This article was written by Julia Westbrook and provided by our partners at Rodale News.
You know that cheesy pizza slice is no good for your health (or waistline), but that doesn't make you want it any less. This battle is often described as one that takes place between your mind and your heart, but really, it's all happening in your head.
"It wasn't very many years ago that we thought the brain was fixed, but now we know neuroplasticity is a part of what makes us who we are," says Dave Apsrey, author of The Bulletproof Diet (published by Women’s Health’s parent company, Rodale). "Knowing you can learn to prefer foods that are healthy for you and to simply not care about things you used to crave can provide a huge source of hope for people."
Asprey himself is an example of why neurology and weight loss go hand in hand, as collecting data on how his brain worked was crucial to his personal transformation. "I'm to the point that someone can put junk food on the table in front of me and I no longer get an urge to eat it," he says. "My brain simply notes that there is something on the table that is not food, like a piece of paper or a flower arrangement. But if you put some smoked wild salmon or grass-fed steak or vegetables and guacamole on the table, my brain lights up! And as a former 300-pound obese man who has lost 100 pounds, that gives me great satisfaction!"

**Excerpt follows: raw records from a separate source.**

//! Directories, stored as an ordinary file's content: a packed array of
//! fixed-size [`layout::DirEntryRaw`] records, each mapping a name to an
//! inode sector. `.` and `..` are real entries written at creation time,
//! not special-cased by the path walker — only `add` refuses to let a
//! caller create an entry literally named `.`/`..`.
//!
//! Grounded on the teacher's directory handling embedded in `fs/inode.rs`'s
//! `dirlookup`/`dirlink`, and on `examples/original_source/src/filesys/directory.c`
//! for the Pintos-specific "removed directories stay open but refuse further
//! lookups" and "cannot remove a non-empty directory" behavior the teacher's
//! xv6-derived code doesn't model (xv6 permits unlinking non-empty
//! directories).

use std::sync::Mutex;

use zerocopy::AsBytes;

use crate::device::BlockDevice;
use crate::error::{Error, Result};
use crate::freemap::ROOT_DIR_SECTOR;
use crate::inode::{InodeHandle, InodeTable};
use crate::layout::{self, InodeType, DIR_ENTRY_SIZE, NAME_MAX};
use crate::path::{self, Path};

const ENTRY_SIZE: u64 = DIR_ENTRY_SIZE as u64;

/// An open directory: an inode known to hold directory content, plus a
/// `readdir` cursor private to this handle (two callers iterating the same
/// directory concurrently each see every entry, independently).
pub struct DirHandle<D: BlockDevice> {
    inode: InodeHandle<D>,
    pos: Mutex<u64>,
}

impl<D: BlockDevice> DirHandle<D> {
    /// Creates a new, empty directory inode with `.` pointing at itself and
    /// `..` pointing at `parent_sector`.
    pub fn create(table: &InodeTable<D>, parent_sector: u32) -> Result<DirHandle<D>> {
        let inode = table.create(InodeType::Dir)?;
        let dir = DirHandle {
            inode,
            pos: Mutex::new(0),
        };
        dir.link_entry(".", dir.sector())?;
        dir.link_entry("..", parent_sector)?;
        Ok(dir)
    }

    /// Formats the root directory at the fixed [`ROOT_DIR_SECTOR`], called
    /// once by `Fs::format`. `..` points back at the root itself, since it
    /// has no parent. Unlike [`Self::create`], this does not allocate a
    /// sector from the free map: `ROOT_DIR_SECTOR` is reserved structurally
    /// (spec §3/§6) and already marked used by `FreeMap::format`, so the
    /// root inode is formatted in place via `InodeTable::create_at` instead
    /// of landing on whatever sector the first ordinary allocation returns.
    pub fn create_root(table: &InodeTable<D>) -> Result<DirHandle<D>> {
        let inode = table.create_at(ROOT_DIR_SECTOR, InodeType::Dir)?;
        let dir = DirHandle {
            inode,
            pos: Mutex::new(0),
        };
        dir.link_entry(".", dir.sector())?;
        dir.link_entry("..", dir.sector())?;
        Ok(dir)
    }

    pub fn open_root(table: &InodeTable<D>) -> Result<DirHandle<D>> {
        Self::open(table, ROOT_DIR_SECTOR)
    }

    pub fn open(table: &InodeTable<D>, sector: u32) -> Result<DirHandle<D>> {
        let inode = table.open(sector)?;
        if inode.kind()? != InodeType::Dir {
            return Err(Error::NotDir);
        }
        Ok(DirHandle {
            inode,
            pos: Mutex::new(0),
        })
    }

    /// A second, independent handle to the same directory inode. The new
    /// handle's `readdir` cursor starts fresh at the beginning.
    pub fn reopen(&self) -> DirHandle<D> {
        DirHandle {
            inode: self.inode.reopen(),
            pos: Mutex::new(0),
        }
    }

    pub fn close(self) {
        drop(self);
    }

    pub fn sector(&self) -> u32 {
        self.inode.sector()
    }

    pub fn inode_handle(&self) -> &InodeHandle<D> {
        &self.inode
    }

    fn entry_count(&self) -> Result<u64> {
        Ok(self.inode.length()? / ENTRY_SIZE)
    }

    fn read_entry(&self, index: u64) -> Result<layout::DirEntryRaw> {
        let mut bytes = [0u8; DIR_ENTRY_SIZE];
        self.inode.read_at(index * ENTRY_SIZE, &mut bytes)?;
        Ok(*layout::DirEntryRaw::view(&bytes))
    }

    fn write_entry(&self, index: u64, entry: &layout::DirEntryRaw) -> Result<()> {
        self.inode.write_at(index * ENTRY_SIZE, entry.as_bytes())?;
        Ok(())
    }

    fn find(&self, name: &str) -> Result<Option<(u64, layout::DirEntryRaw)>> {
        let count = self.entry_count()?;
        for i in 0..count {
            let entry = self.read_entry(i)?;
            if entry.in_use() && entry.name() == name {
                return Ok(Some((i, entry)));
            }
        }
        Ok(None)
    }

    /// Looks up `name` among this directory's entries, including `.`/`..`.
    pub fn lookup(&self, name: &str) -> Result<u32> {
        self.find(name)
            .map(|found| found.map(|(_, e)| e.inode_sector))?
            .ok_or(Error::NotFound)
    }

    /// Looks up and opens `name` in one step.
    pub fn get_inode(&self, table: &InodeTable<D>, name: &str) -> Result<InodeHandle<D>> {
        table.open(self.lookup(name)?)
    }

    /// Used only by `create`/`create_root` to write the initial `.`/`..`
    /// entries, which are allowed names `add` itself refuses.
    fn link_entry(&self, name: &str, inode_sector: u32) -> Result<()> {
        self.write_entry(self.entry_count()?, &layout::DirEntryRaw::new(inode_sector, name))
    }

    /// Adds a new entry mapping `name` to `inode_sector`. First-fit over any
    /// cleared slot before appending past the current end.
    pub fn add(&self, name: &str, inode_sector: u32) -> Result<()> {
        if name.is_empty() || name.len() > NAME_MAX {
            return Err(Error::NameTooLong);
        }
        if name == "." || name == ".." {
            return Err(Error::Invalid);
        }
        if self.find(name)?.is_some() {
            return Err(Error::Exists);
        }
        let count = self.entry_count()?;
        for i in 0..count {
            if !self.read_entry(i)?.in_use() {
                return self.write_entry(i, &layout::DirEntryRaw::new(inode_sector, name));
            }
        }
        self.write_entry(count, &layout::DirEntryRaw::new(inode_sector, name))
    }

    /// True if this directory holds no entries besides `.`/`..`.
    pub fn is_empty(&self) -> Result<bool> {
        let count = self.entry_count()?;
        for i in 0..count {
            let entry = self.read_entry(i)?;
            if entry.in_use() && entry.name() != "." && entry.name() != ".." {
                return Ok(false);
            }
        }
        Ok(true)
    }

    /// Unlinks `name`. If it names a subdirectory, that directory must be
    /// empty first. The target inode is marked `remove`d (freed on its last
    /// close) but this call does not itself wait for that to happen.
    /// Returns the sector the entry pointed to.
    pub fn remove(&self, table: &InodeTable<D>, name: &str) -> Result<u32> {
        if name == "." || name == ".." {
            return Err(Error::Invalid);
        }
        let (index, entry) = self.find(name)?.ok_or(Error::NotFound)?;
        let target = table.open(entry.inode_sector)?;
        if target.kind()? == InodeType::Dir {
            let sub = DirHandle {
                inode: target.reopen(),
                pos: Mutex::new(0),
            };
            let empty = sub.is_empty()?;
            sub.close();
            if !empty {
                return Err(Error::NotEmpty);
            }
        }
        let mut cleared = entry;
        cleared.clear();
        self.write_entry(index, &cleared)?;
        target.remove();
        target.close();
        log::debug!("directory: unlinked {name:?} (inode sector {})", entry.inode_sector);
        Ok(entry.inode_sector)
    }

    /// Returns the next entry name after this handle's cursor, skipping
    /// `.`/`..`, or `None` once every entry has been visited.
    pub fn readdir(&self) -> Result<Option<String>> {
        let mut pos = self.pos.lock().unwrap();
        let count = self.entry_count()?;
        let mut i = *pos;
        while i < count {
            let entry = self.read_entry(i)?;
            i += 1;
            if entry.in_use() && entry.name() != "." && entry.name() != ".." {
                *pos = i;
                return Ok(Some(entry.name().to_string()));
            }
        }
        *pos = i;
        Ok(None)
    }
}

/// Walks every component of `path` starting from `start`, returning the
/// sector the full path resolves to. An empty path resolves to `start`
/// itself. Each intermediate directory is checked for the `removed` sticky
/// flag before it is used for a lookup, per spec §4.4/§9: a directory
/// removed out from under an open handle stops answering lookups rather
/// than silently serving stale entries.
pub fn resolve<D: BlockDevice>(
    table: &InodeTable<D>,
    start: DirHandle<D>,
    path: Path<'_>,
) -> Result<u32> {
    let components: Vec<path::FileName<'_>> = path.components().collect::<Result<_>>()?;
    let mut current = start;
    let mut sector = current.sector();
    for (i, name) in components.iter().enumerate() {
        if current.inode_handle().is_removed() {
            return Err(Error::NotFound);
        }
        sector = current.lookup(name.as_str())?;
        let is_last = i + 1 == components.len();
        if !is_last {
            let handle = table.open(sector)?;
            if handle.kind()? != InodeType::Dir {
                return Err(Error::NotDir);
            }
            current = DirHandle {
                inode: handle,
                pos: Mutex::new(0),
            };
        }
    }
    Ok(sector)
}

/// Like [`resolve`], but stops one component short: resolves every
/// component except the last, and returns the directory that last
/// component should be looked up, added to, or removed from, paired with
/// its (still-unvalidated-against-existing-entries) name. Used by
/// `create`/`mkdir`/`remove`.
pub fn resolve_parent<'a, D: BlockDevice>(
    table: &InodeTable<D>,
    start: DirHandle<D>,
    path: Path<'a>,
) -> Result<(DirHandle<D>, path::FileName<'a>)> {
    let (dir_path, name) = path.split_last().ok_or(Error::Invalid)?;
    let name = name?;
    let parent_sector = resolve(table, start, dir_path)?;
    let parent = DirHandle::open(table, parent_sector)?;
    if parent.inode_handle().is_removed() {
        return Err(Error::NotFound);
    }
    Ok((parent, name))
}

#[cfg(test)]
mod tests {
    use super::*;
    use crate::cache::BufferCache;
    use crate::device::MemoryDevice;
    use crate::freemap::FreeMap;
    use std::sync::Arc;

    fn fresh() -> (Arc<InodeTable<MemoryDevice>>, DirHandle<MemoryDevice>) {
        let cache = Arc::new(BufferCache::new(MemoryDevice::new(512)));
        let freemap = Arc::new(FreeMap::format(Arc::clone(&cache)).unwrap());
        let table = Arc::new(InodeTable::new(cache, freemap));
        let root = DirHandle::create_root(&table).unwrap();
        (table, root)
    }

    #[test]
    fn fresh_root_has_dot_and_dot_dot() {
        let (_table, root) = fresh();
        assert_eq!(root.lookup(".").unwrap(), root.sector());
        assert_eq!(root.lookup("..").unwrap(), root.sector());
        assert!(root.is_empty().unwrap());
    }

    #[test]
    fn add_then_lookup() {
        let (table, root) = fresh();
        let file = table.create(InodeType::File).unwrap();
        root.add("hello.txt", file.sector()).unwrap();
        assert_eq!(root.lookup("hello.txt").unwrap(), file.sector());
        assert!(!root.is_empty().unwrap());
    }

    #[test]
    fn add_rejects_duplicate_and_dot_names() {
        let (table, root) = fresh();
        let file = table.create(InodeType::File).unwrap();
        root.add("a", file.sector()).unwrap();
        assert!(matches!(root.add("a", file.sector()), Err(Error::Exists)));
        assert!(matches!(root.add(".", file.sector()), Err(Error::Invalid)));
    }

    #[test]
    fn readdir_skips_dot_entries_and_terminates() {
        let (table, root) = fresh();
        let a = table.create(InodeType::File).unwrap();
        let b = table.create(InodeType::File).unwrap();
        root.add("a", a.sector()).unwrap();
        root.add("b", b.sector()).unwrap();
        let mut seen = vec![root.readdir().unwrap().unwrap(), root.readdir().unwrap().unwrap()];
        seen.sort();
        assert_eq!(seen, vec!["a".to_string(), "b".to_string()]);
        assert!(root.readdir().unwrap().is_none());
    }

    #[test]
    fn remove_requires_empty_subdirectory() {
        let (table, root) = fresh();
        let sub = DirHandle::create(&table, root.sector()).unwrap();
        root.add("sub", sub.sector()).unwrap();
        let inner = table.create(InodeType::File).unwrap();
        sub.add("inner.txt", inner.sector()).unwrap();
        sub.close();
        assert!(matches!(root.remove(&table, "sub"), Err(Error::NotEmpty)));
        let reopened = DirHandle::open(&table, root.lookup("sub").unwrap()).unwrap();
        reopened.remove(&table, "inner.txt").unwrap();
        reopened.close();
        root.remove(&table, "sub").unwrap();
        assert!(matches!(root.lookup("sub"), Err(Error::NotFound)));
    }

    #[test]
    fn resolve_walks_nested_paths() {
        let (table, root) = fresh();
        let sub = DirHandle::create(&table, root.sector()).unwrap();
        root.add("sub", sub.sector()).unwrap();
        let file = table.create(InodeType::File).unwrap();
        sub.add("leaf.txt", file.sector()).unwrap();
        sub.close();

        let found = resolve(&table, root.reopen(), Path::new("/sub/leaf.txt")).unwrap();
        assert_eq!(found, file.sector());
    }

    #[test]
    fn resolve_through_a_file_component_is_not_dir() {
        let (table, root) = fresh();
        let file = table.create(InodeType::File).unwrap();
        root.add("leaf", file.sector()).unwrap();
        let result = resolve(&table, root.reopen(), Path::new("/leaf/oops"));
        assert!(matches!(result, Err(Error::NotDir)));
    }

    #[test]
    fn resolve_parent_splits_final_component() {
        let (table, root) = fresh();
        let sub = DirHandle::create(&table, root.sector()).unwrap();
        root.add("sub", sub.sector()).unwrap();
        sub.close();

        let (parent, name) = resolve_parent(&table, root.reopen(), Path::new("/sub/leaf.txt")).unwrap();
        assert_eq!(parent.sector(), root.lookup("sub").unwrap());
        assert_eq!(name.as_str(), "leaf.txt");
    }
}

More from Rodale News: Control Your Cravings With a Healthier Gut
Controlling cravings comes down to what you've already put in your body, says Asprey. "Healthy fat, especially saturated fat like grass-fed butter or coconut oil or the extract of coconut oil I use called Brain Octane, will dramatically turn off food cravings," he says. "If you feel a craving, an insatiable hunger, it's your body asking for fuel, and denying it will cause stress and make your hormones work less efficiently. So when you feel a craving, your job is to ask yourself what you ate, or did, in the last four hours to cause it. The odds are, it's from eating the wrong thing."
By minimizing food cravings, you're rewiring your reward pathway away from junk food and towards healthy choices.
Asprey notes that it's important to distinguish between real hunger and cravings to get the full benefit of brain training. "The real problem is that most people have no idea which foods cause the inflammation and cravings, so they gain weight, which makes for more inflammation and more cravings," he says. "It could actually be harmful to train your brain to ignore hunger. Hunger—real hunger as opposed to chemical-induced cravings from foods like MSG or corn oil—is a useful biological signal, and staying hungry all the time tells your biology that a famine is happening. That's not good for your hormones."